Un equipo de investigadores del Consejo Superior de Investigaciones Científicas (CSIC) y la Universitat de València (UV) ha identificado una región clave, hasta ahora poco estudiada, de la proteína Spike del SARS-CoV-2, el virus causante de la COVID-19. Este hallazgo, publicado en la revista Communications Biology, revela que el llamado dominio transmembrana no se limita a anclar la proteína a la membrana viral, sino que desempeña un papel activo y fundamental en el proceso de infección.
La proteína Spike es esencial para que el coronavirus se reconozca y fusione con las células humanas. Según explica Luis Martínez Gil, investigador principal y coordinador del estudio, y profesor del Departamento de Bioquímica y Biología Molecular de la UV, “comprender todos los mecanismos del coronavirus es crucial para prepararnos ante futuras variantes o incluso otros virus similares”.

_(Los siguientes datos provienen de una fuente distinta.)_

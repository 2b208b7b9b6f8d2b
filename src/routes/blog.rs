/**
 * Blog Routes
 * CRUD API endpoints for blog posts
 */
use axum::{
    extract::{Path, State},
    http::StatusCode,
    Json,
};
use serde::{Deserialize, Serialize};

use crate::db::models::{BlogPost, Tags};
use crate::error::ApiError;
use crate::extract::Payload;
use crate::store::BlogPostStore;
use crate::validation;
use crate::AppState;

// ============================================================================
// Request/Response Types
// ============================================================================

/// Request body for POST and PATCH /blog/posts
#[derive(Debug, Default, Deserialize, Serialize)]
pub struct PostPayload {
    pub title: Option<String>,
    pub content: Option<String>,
    pub tags: Option<Tags>,
}

impl PostPayload {
    /// Build an unsaved post. `title` and `content` must be present;
    /// blank values are left for validation to report.
    fn into_post(self) -> Result<BlogPost, ApiError> {
        let title = self.title.ok_or(ApiError::MissingParameter("title"))?;
        let content = self.content.ok_or(ApiError::MissingParameter("content"))?;
        Ok(BlogPost::new(title, content, self.tags))
    }
}

/// Request body for PUT /blog/posts
#[derive(Debug, Default, Deserialize, Serialize)]
pub struct UpdatePostPayload {
    pub id: Option<i64>,
    pub title: Option<String>,
    pub content: Option<String>,
    pub tags: Option<Tags>,
}

/// Request body for DELETE /blog/posts
#[derive(Debug, Default, Deserialize, Serialize)]
pub struct DeletePostPayload {
    pub id: Option<i64>,
}

pub const DELETED_MESSAGE: &str = "Successfully deleted post.";

// ============================================================================
// Helpers
// ============================================================================

/// Validate, then write. Nothing reaches the store if validation fails.
async fn save(store: &dyn BlogPostStore, mut post: BlogPost) -> Result<BlogPost, ApiError> {
    let errors = validation::validate(&post);
    if !errors.is_empty() {
        tracing::debug!(errors = errors.len(), "blog post failed validation");
        return Err(ApiError::Validation(errors));
    }

    store.persist(&mut post).await?;
    Ok(post)
}

// ============================================================================
// Handlers
// ============================================================================

/// GET /blog/posts - All posts, ascending by id
pub async fn list_posts(State(state): State<AppState>) -> Result<Json<Vec<BlogPost>>, ApiError> {
    let posts = state.store.find_all().await?;
    tracing::debug!(count = posts.len(), "listed blog posts");
    Ok(Json(posts))
}

/// GET /blog/posts/{id} - Single post
pub async fn get_post(
    State(state): State<AppState>,
    Path(id): Path<i64>,
) -> Result<Json<BlogPost>, ApiError> {
    match state.store.find(id).await? {
        Some(post) => Ok(Json(post)),
        None => {
            tracing::debug!(id, "blog post not found");
            Err(ApiError::PostNotFound)
        }
    }
}

/// POST /blog/posts - Create a post
pub async fn create_post(
    State(state): State<AppState>,
    Payload(payload): Payload<PostPayload>,
) -> Result<(StatusCode, Json<BlogPost>), ApiError> {
    let post = save(state.store.as_ref(), payload.into_post()?).await?;
    tracing::info!(id = ?post.id, "blog post created");
    Ok((StatusCode::CREATED, Json(post)))
}

/// PUT /blog/posts - Update an existing post in place
///
/// Only non-empty fields overwrite the stored values. Responds with
/// 201 Created rather than 200, which existing clients expect.
pub async fn update_post(
    State(state): State<AppState>,
    Payload(payload): Payload<UpdatePostPayload>,
) -> Result<(StatusCode, Json<BlogPost>), ApiError> {
    let id = payload.id.ok_or(ApiError::MissingIdentifier)?;
    let mut post = state
        .store
        .find(id)
        .await?
        .ok_or(ApiError::MissingIdentifier)?;

    post.merge(payload.title, payload.content, payload.tags);

    let post = save(state.store.as_ref(), post).await?;
    tracing::info!(id, "blog post updated");
    Ok((StatusCode::CREATED, Json(post)))
}

/// PATCH /blog/posts - Create a post
///
/// Despite the verb this never touches an existing record: any id in the
/// body is ignored and a new post is created, exactly like POST. Kept for
/// compatibility with clients that rely on it.
pub async fn patch_post(
    State(state): State<AppState>,
    Payload(payload): Payload<PostPayload>,
) -> Result<(StatusCode, Json<BlogPost>), ApiError> {
    let post = save(state.store.as_ref(), payload.into_post()?).await?;
    tracing::info!(id = ?post.id, "blog post created via PATCH");
    Ok((StatusCode::CREATED, Json(post)))
}

/// DELETE /blog/posts - Delete a post
pub async fn delete_post(
    State(state): State<AppState>,
    Payload(payload): Payload<DeletePostPayload>,
) -> Result<Json<&'static str>, ApiError> {
    let id = payload.id.ok_or(ApiError::MissingDeleteId)?;
    let post = state
        .store
        .find(id)
        .await?
        .ok_or(ApiError::DeleteTargetNotFound(id))?;

    // A concurrent delete may win between find and remove.
    if !state.store.remove(&post).await? {
        return Err(ApiError::DeleteTargetNotFound(id));
    }

    tracing::info!(id, "blog post deleted");
    Ok(Json(DELETED_MESSAGE))
}
//! Blog API - binary entry point
//! Delegates to the library for all app logic.

#[tokio::main]
async fn main() {
    if let Err(e) = blog_api::run().await {
        eprintln!("blog-api: {e}");
        std::process::exit(1);
    }
}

La investigación fue llevada a cabo por el Laboratorio de Proteínas de Membrana (dirigido por Ismael Mingarro) de la Facultad de Ciencias Biológicas del Instituto Universitario de Biotecnología y Biomedicina (Biotecmed) de la UV, en colaboración con investigadoras del Instituto de Biología Integrativa de Sistemas (I2SysBio), un centro mixto del CSIC y la UV.
Desde el inicio de la pandemia de COVID-19 en 2020, se ha investigado exhaustivamente las partes externas del coronavirus, pero el papel del extremo final de la proteína, que atraviesa la membrana viral, permanecía desconocido. Juan Ortiz Mateu, primer autor del trabajo y perteneciente a Biotecmed, señala: “Nuestros resultados demuestran que la secuencia y estructura de esta región son críticas; incluso pequeños cambios pueden reducir significativamente la capacidad del virus para infectar”.
Además, el estudio revela que esta región del dominio transmembrana presenta pocas variaciones entre las diferentes variantes del coronavirus. Esto sugiere que no solo sirve para insertar la proteína en la membrana, sino que también modula las interacciones que determinan la eficiencia de la infección.
Los investigadores demostraron, mediante la introducción de mutaciones en la proteína, que la efectividad del virus para entrar en las células se reduce considerablemente. También descubrieron que el dominio transmembrana facilita la unión de la proteína Spike en grupos de tres, una estructura esencial para la fusión del virus con la célula.
Los autores concluyen que esta investigación, además de mejorar la comprensión del funcionamiento del virus, abre nuevas vías para el desarrollo de fármacos y tratamientos dirigidos a esta parte de la proteína. En otras palabras, se exploran enfoques terapéuticos innovadores que podrían bloquear la proteína Spike y, por lo tanto, frenar la infección.
El trabajo ha sido financiado por diversos programas públicos, incluyendo proyectos del Ministerio de Ciencia, Innovación y Universidades, la Agencia Estatal de Investigación, la Unión Europea y el proyecto de investigación Prometeo de la Generalitat Valenciana.